After deciding she wanted to give a lifesaving gift to Calvert, with whom she once worked at the SDPD's Northern Division station, Ballard underwent extensive testing that ultimately deemed her an organ-donor match.

Debra’s kidney will be Calvert’s third kidney transplant. Both his sister and his mother had donated their kidneys, but did not work out.

Char Smith, Calvert’s brother, is his caregiver and was elated that Debra donated her kidney.

“You don’t have to be blood to be family. Debra is now part of our family,” he said.

Calvert said he will have his life back. “I’ll get my life back. I have a 15-year-old son, a 12-year-old daughter.”

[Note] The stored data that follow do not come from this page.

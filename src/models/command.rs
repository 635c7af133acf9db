//! Command descriptors and the handler capability seam.

use serde::{Deserialize, Serialize};
use std::fmt;

use super::Chord;

/// Grouping tag for commands, used when listing and exploring the layer.
#[derive(Debug, Clone, Copy, PartialEq, Eq, Hash, Serialize, Deserialize)]
#[serde(rename_all = "lowercase")]
pub enum Category {
    /// Overview commands (active now, voice summary, buttons)
    General,
    /// Focus movement between application areas
    Navigation,
    /// Chat message reading
    Messages,
    /// Voice connection commands
    Voice,
    /// Status and channel information
    Information,
    /// Accessibility-tree diagnostics
    Diagnostic,
}

impl Category {
    /// Every category, in listing order.
    pub const ALL: [Self; 6] = [
        Self::General,
        Self::Navigation,
        Self::Messages,
        Self::Voice,
        Self::Information,
        Self::Diagnostic,
    ];

    /// Human-readable label.
    #[must_use]
    pub const fn label(&self) -> &'static str {
        match self {
            Self::General => "General",
            Self::Navigation => "Navigation",
            Self::Messages => "Messages",
            Self::Voice => "Voice",
            Self::Information => "Information",
            Self::Diagnostic => "Diagnostic",
        }
    }
}

impl fmt::Display for Category {
    fn fmt(&self, f: &mut fmt::Formatter<'_>) -> fmt::Result {
        f.write_str(self.label())
    }
}

/// Failure reported by a command handler.
///
/// The layer only needs to tell failure apart from success; the context
/// string is what the user hears in the "not found" notification.
#[derive(Debug, Clone, PartialEq, Eq, thiserror::Error)]
pub enum HandlerError {
    /// The target UI element could not be located.
    #[error("{context} not found")]
    ElementNotFound {
        /// Name of the element that was looked for
        context: String,
    },
    /// The element was found but the action on it failed.
    #[error("{0}")]
    Failed(String),
}

impl HandlerError {
    /// Shorthand for [`HandlerError::ElementNotFound`].
    pub fn not_found(context: impl Into<String>) -> Self {
        Self::ElementNotFound {
            context: context.into(),
        }
    }

    /// Text used for the user-facing notification.
    #[must_use]
    pub fn notification(&self) -> String {
        self.to_string()
    }
}

/// Zero-argument action bound to a chord.
///
/// This is where the host-specific UI lookups plug in; the dispatch core never
/// sees anything beyond success or failure.
pub trait CommandHandler {
    /// Run the command.
    fn execute(&self) -> Result<(), HandlerError>;
}

impl<F> CommandHandler for F
where
    F: Fn() -> Result<(), HandlerError>,
{
    fn execute(&self) -> Result<(), HandlerError> {
        self()
    }
}

/// Predicate deciding at dispatch time whether a command may run.
pub type Availability = Box<dyn Fn() -> bool>;

/// A registered command.
pub struct CommandDescriptor {
    /// Chord that triggers the command inside the layer
    pub chord: Chord,
    /// Description announced during exploration
    pub description: String,
    /// Grouping tag
    pub category: Category,
    /// Action to run
    pub handler: Box<dyn CommandHandler>,
    /// Optional availability predicate; `None` means always available
    pub availability: Option<Availability>,
    /// Position in exploration order, assigned by the registry
    pub registration_order: usize,
}

impl CommandDescriptor {
    /// Create an always-available descriptor from a closure.
    pub fn new(
        chord: Chord,
        description: impl Into<String>,
        category: Category,
        handler: impl Fn() -> Result<(), HandlerError> + 'static,
    ) -> Self {
        Self::from_handler(chord, description, category, handler)
    }

    /// Create an always-available descriptor from any handler implementation.
    pub fn from_handler(
        chord: Chord,
        description: impl Into<String>,
        category: Category,
        handler: impl CommandHandler + 'static,
    ) -> Self {
        Self {
            chord,
            description: description.into(),
            category,
            handler: Box::new(handler),
            availability: None,
            registration_order: 0,
        }
    }

    /// Attach an availability predicate.
    pub fn available_when(mut self, predicate: impl Fn() -> bool + 'static) -> Self {
        self.availability = Some(Box::new(predicate));
        self
    }

    /// Evaluate the availability predicate.
    #[must_use]
    pub fn is_available(&self) -> bool {
        self.availability.as_ref().map_or(true, |predicate| predicate())
    }

    /// Announcement text used while exploring, e.g. `A: Announce Active Now section`.
    #[must_use]
    pub fn announcement(&self) -> String {
        format!("{}: {}", self.chord, self.description)
    }
}

impl fmt::Debug for CommandDescriptor {
    fn fmt(&self, f: &mut fmt::Formatter<'_>) -> fmt::Result {
        f.debug_struct("CommandDescriptor")
            .field("chord", &self.chord)
            .field("description", &self.description)
            .field("category", &self.category)
            .field("conditional", &self.availability.is_some())
            .field("registration_order", &self.registration_order)
            .finish_non_exhaustive()
    }
}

The two co-workers are scheduled to take part in one final blood test before undergoing transplant surgery Feb. 7.

In explaining her weighty decision, Ballard said the nature of dispatchers' duties creates a kind of  "maternal instinct'' that makes them "just want to take care'' of people.

"As a spiritual person, I believe everything happens for a reason," she said. "If I can save his life, why would I not?"

Debra knows she can back out at any time, but should she need a kidney in the future, she hopes someone will be there for her like she has been to Calvert.

Doctors told Debra it will only take her a couple of weeks to heal before she is ready to return to work as a dispatcher.